++++ Entries shown ++++
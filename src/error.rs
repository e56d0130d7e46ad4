// SPDX-License-Identifier: MIT
// Copyright 2026 Roland Dreier <roland@rolandd.dev>

//! Application error types with consistent API responses.

use axum::{
    http::StatusCode,
    response::{IntoResponse, Response},
    Json,
};
use serde::Serialize;

/// Application error type that converts to HTTP responses.
#[derive(Debug, thiserror::Error)]
pub enum AppError {
    #[error("Authentication required")]
    Unauthenticated,

    #[error("Invalid or expired token")]
    InvalidToken,

    #[error("Access to another user's data is not allowed")]
    Forbidden,

    #[error("Resource not found: {0}")]
    NotFound(String),

    #[error("Invalid request: {0}")]
    BadRequest(String),

    #[error("Database error: {0}")]
    Database(String),

    #[error("Analytics error: {0}")]
    Analytics(String),

    #[error("Internal server error: {0}")]
    Internal(#[from] anyhow::Error),
}

impl AppError {
    /// Message used when a set is logged against an exercise the session doesn't contain.
    pub const EXERCISE_NOT_IN_WORKOUT: &'static str = "Exercise not found in workout";

    pub fn is_not_found(&self) -> bool {
        matches!(self, AppError::NotFound(_))
    }
}

impl From<validator::ValidationErrors> for AppError {
    fn from(errors: validator::ValidationErrors) -> Self {
        AppError::BadRequest(errors.to_string())
    }
}

/// JSON error response body
#[derive(Serialize)]
struct ErrorResponse {
    error: String,
    #[serde(skip_serializing_if = "Option::is_none")]
    details: Option<String>,
}

impl IntoResponse for AppError {
    fn into_response(self) -> Response {
        let (status, error, details) = match &self {
            AppError::Unauthenticated => (StatusCode::UNAUTHORIZED, "unauthenticated", None),
            AppError::InvalidToken => (StatusCode::UNAUTHORIZED, "invalid_token", None),
            AppError::Forbidden => (StatusCode::FORBIDDEN, "forbidden", None),
            AppError::NotFound(msg) => (StatusCode::NOT_FOUND, "not_found", Some(msg.clone())),
            AppError::BadRequest(msg) => {
                (StatusCode::BAD_REQUEST, "bad_request", Some(msg.clone()))
            }
            AppError::Database(msg) => {
                tracing::error!(error = %msg, "Database error");
                (StatusCode::INTERNAL_SERVER_ERROR, "database_error", None)
            }
            AppError::Analytics(msg) => {
                (StatusCode::BAD_GATEWAY, "analytics_error", Some(msg.clone()))
            }
            AppError::Internal(err) => {
                tracing::error!(error = %err, "Internal server error");
                (StatusCode::INTERNAL_SERVER_ERROR, "internal_error", None)
            }
        };

        let body = ErrorResponse {
            error: error.to_string(),
            details,
        };

        (status, Json(body)).into_response()
    }
}

/// Result type alias for handlers
pub type Result<T> = std::result::Result<T, AppError>;
// SPDX-License-Identifier: MIT
// Copyright 2026 Roland Dreier <roland@rolandd.dev>

//! Row-change feed and cancellable subscriptions.
//!
//! Every repository write publishes a [`RowChange`] on the shared
//! [`ChangeFeed`]. Subscribers receive only the changes matching their
//! [`ChangeFilter`], either by pulling with [`Subscription::next`], as a
//! stream, or through a callback whose [`SubscriptionHandle`] stops delivery
//! when cancelled or dropped.

use crate::models::{PersonalRecord, WorkoutExercise, WorkoutSession, WorkoutSet};
use futures_util::Stream;
use serde::Serialize;
use tokio::sync::broadcast;
use tokio::task::JoinHandle;

/// Buffered changes per subscriber before it starts lagging.
const FEED_CAPACITY: usize = 1024;

/// Tables that publish row changes.
#[derive(Debug, Clone, Copy, PartialEq, Eq, Hash, Serialize)]
#[serde(rename_all = "snake_case")]
pub enum Table {
    WorkoutSessions,
    WorkoutExercises,
    WorkoutSets,
    PersonalRecords,
}

/// A changed row, tagged by table.
#[derive(Debug, Clone, PartialEq, Serialize)]
#[serde(tag = "table", content = "record", rename_all = "snake_case")]
pub enum Row {
    WorkoutSessions(WorkoutSession),
    WorkoutExercises(WorkoutExercise),
    WorkoutSets(WorkoutSet),
    PersonalRecords(PersonalRecord),
}

impl Row {
    pub fn table(&self) -> Table {
        match self {
            Row::WorkoutSessions(_) => Table::WorkoutSessions,
            Row::WorkoutExercises(_) => Table::WorkoutExercises,
            Row::WorkoutSets(_) => Table::WorkoutSets,
            Row::PersonalRecords(_) => Table::PersonalRecords,
        }
    }

    pub fn id(&self) -> &str {
        match self {
            Row::WorkoutSessions(r) => &r.id,
            Row::WorkoutExercises(r) => &r.id,
            Row::WorkoutSets(r) => &r.id,
            Row::PersonalRecords(r) => &r.id,
        }
    }

    /// Session the row belongs to, if any.
    fn session_id(&self) -> Option<&str> {
        match self {
            Row::WorkoutSessions(r) => Some(&r.id),
            Row::WorkoutExercises(r) => Some(&r.session_id),
            Row::WorkoutSets(r) => Some(&r.session_id),
            Row::PersonalRecords(_) => None,
        }
    }

    /// User owning the row, if stored on it.
    fn user_id(&self) -> Option<&str> {
        match self {
            Row::WorkoutSessions(r) => Some(&r.user_id),
            Row::WorkoutExercises(_) => None,
            Row::WorkoutSets(r) => Some(&r.user_id),
            Row::PersonalRecords(r) => Some(&r.user_id),
        }
    }
}

/// A single row change.
#[derive(Debug, Clone, PartialEq, Serialize)]
#[serde(tag = "event", rename_all = "snake_case")]
pub enum RowChange {
    Inserted { row: Row },
    Updated { row: Row },
    Deleted { table: Table, id: String },
}

impl RowChange {
    pub fn table(&self) -> Table {
        match self {
            RowChange::Inserted { row } | RowChange::Updated { row } => row.table(),
            RowChange::Deleted { table, .. } => *table,
        }
    }

    /// Event name used on the wire (SSE `event:` field).
    pub fn kind(&self) -> &'static str {
        match self {
            RowChange::Inserted { .. } => "inserted",
            RowChange::Updated { .. } => "updated",
            RowChange::Deleted { .. } => "deleted",
        }
    }

    fn row(&self) -> Option<&Row> {
        match self {
            RowChange::Inserted { row } | RowChange::Updated { row } => Some(row),
            RowChange::Deleted { .. } => None,
        }
    }
}

/// Row predicate applied after the table check.
#[derive(Debug, Clone, PartialEq, Eq)]
pub enum RowPredicate {
    Any,
    /// Rows belonging to a session (the session row itself included)
    Session(String),
    /// Rows owned by a user
    User(String),
}

/// Which changes a subscription wants.
#[derive(Debug, Clone, PartialEq, Eq)]
pub struct ChangeFilter {
    tables: Vec<Table>,
    predicate: RowPredicate,
}

impl ChangeFilter {
    pub fn new(tables: impl IntoIterator<Item = Table>, predicate: RowPredicate) -> Self {
        Self {
            tables: tables.into_iter().collect(),
            predicate,
        }
    }

    /// Session row, its per-exercise rows and its sets.
    pub fn workout_session(session_id: &str) -> Self {
        Self::new(
            [Table::WorkoutSessions, Table::WorkoutExercises, Table::WorkoutSets],
            RowPredicate::Session(session_id.to_string()),
        )
    }

    /// Personal records of a user.
    pub fn personal_records(user_id: &str) -> Self {
        Self::new(
            [Table::PersonalRecords],
            RowPredicate::User(user_id.to_string()),
        )
    }

    pub fn matches(&self, change: &RowChange) -> bool {
        if !self.tables.contains(&change.table()) {
            return false;
        }

        match (&self.predicate, change) {
            (RowPredicate::Any, _) => true,
            // Deletes only carry an id; a session filter still matches its own row.
            (RowPredicate::Session(id), RowChange::Deleted { table, id: row_id }) => {
                *table == Table::WorkoutSessions && row_id == id
            }
            (RowPredicate::User(_), RowChange::Deleted { .. }) => false,
            (RowPredicate::Session(id), change) => change
                .row()
                .and_then(Row::session_id)
                .is_some_and(|s| s == id),
            (RowPredicate::User(id), change) => {
                change.row().and_then(Row::user_id).is_some_and(|u| u == id)
            }
        }
    }
}

/// Publisher side of the change feed. Cheap to clone.
#[derive(Clone)]
pub struct ChangeFeed {
    sender: broadcast::Sender<RowChange>,
}

impl Default for ChangeFeed {
    fn default() -> Self {
        Self::new()
    }
}

impl ChangeFeed {
    pub fn new() -> Self {
        let (sender, _) = broadcast::channel(FEED_CAPACITY);
        Self { sender }
    }

    /// Publish a change. Having no subscribers is not an error.
    pub fn publish(&self, change: RowChange) {
        let table = change.table();
        let kind = change.kind();
        let receivers = self.sender.send(change).unwrap_or(0);
        tracing::trace!(?table, kind, receivers, "Published row change");
    }

    pub fn subscribe(&self, filter: ChangeFilter) -> Subscription {
        Subscription {
            receiver: self.sender.subscribe(),
            filter,
        }
    }

    pub fn subscriber_count(&self) -> usize {
        self.sender.receiver_count()
    }
}

/// Receiving side of a filtered subscription.
pub struct Subscription {
    receiver: broadcast::Receiver<RowChange>,
    filter: ChangeFilter,
}

impl Subscription {
    /// Next matching change, or `None` once the feed is closed.
    pub async fn next(&mut self) -> Option<RowChange> {
        loop {
            match self.receiver.recv().await {
                Ok(change) if self.filter.matches(&change) => return Some(change),
                Ok(_) => continue,
                Err(broadcast::error::RecvError::Lagged(skipped)) => {
                    tracing::warn!(skipped, "Subscriber lagged, changes dropped");
                }
                Err(broadcast::error::RecvError::Closed) => return None,
            }
        }
    }

    /// Non-blocking variant of [`Subscription::next`].
    pub fn try_next(&mut self) -> Option<RowChange> {
        loop {
            match self.receiver.try_recv() {
                Ok(change) if self.filter.matches(&change) => return Some(change),
                Ok(_) => continue,
                Err(broadcast::error::TryRecvError::Lagged(skipped)) => {
                    tracing::warn!(skipped, "Subscriber lagged, changes dropped");
                }
                Err(_) => return None,
            }
        }
    }

    pub fn into_stream(self) -> impl Stream<Item = RowChange> + Send + 'static {
        futures_util::stream::unfold(self, |mut sub| async move {
            sub.next().await.map(|change| (change, sub))
        })
    }

    /// Deliver every matching change to `callback` on a background task.
    pub fn for_each<F>(mut self, callback: F) -> SubscriptionHandle
    where
        F: Fn(RowChange) + Send + 'static,
    {
        let task = tokio::spawn(async move {
            while let Some(change) = self.next().await {
                callback(change);
            }
        });
        SubscriptionHandle { task }
    }
}

/// Handle to a callback subscription. Dropping it cancels delivery.
pub struct SubscriptionHandle {
    task: JoinHandle<()>,
}

impl SubscriptionHandle {
    pub fn cancel(self) {
        self.task.abort();
    }

    pub fn is_active(&self) -> bool {
        !self.task.is_finished()
    }
}

impl Drop for SubscriptionHandle {
    fn drop(&mut self) {
        self.task.abort();
    }
}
++++
* _Problem statement_: Which lines of the data contain the string "tracing"? Copy each of them.

* _Answer space_:
                tracing::error!(error = %msg, "Database error");
                tracing::error!(error = %err, "Internal server error");
        tracing::trace!(?table, kind, receivers, "Published row change");
                    tracing::warn!(skipped, "Subscriber lagged, changes dropped");
                    tracing::warn!(skipped, "Subscriber lagged, changes dropped");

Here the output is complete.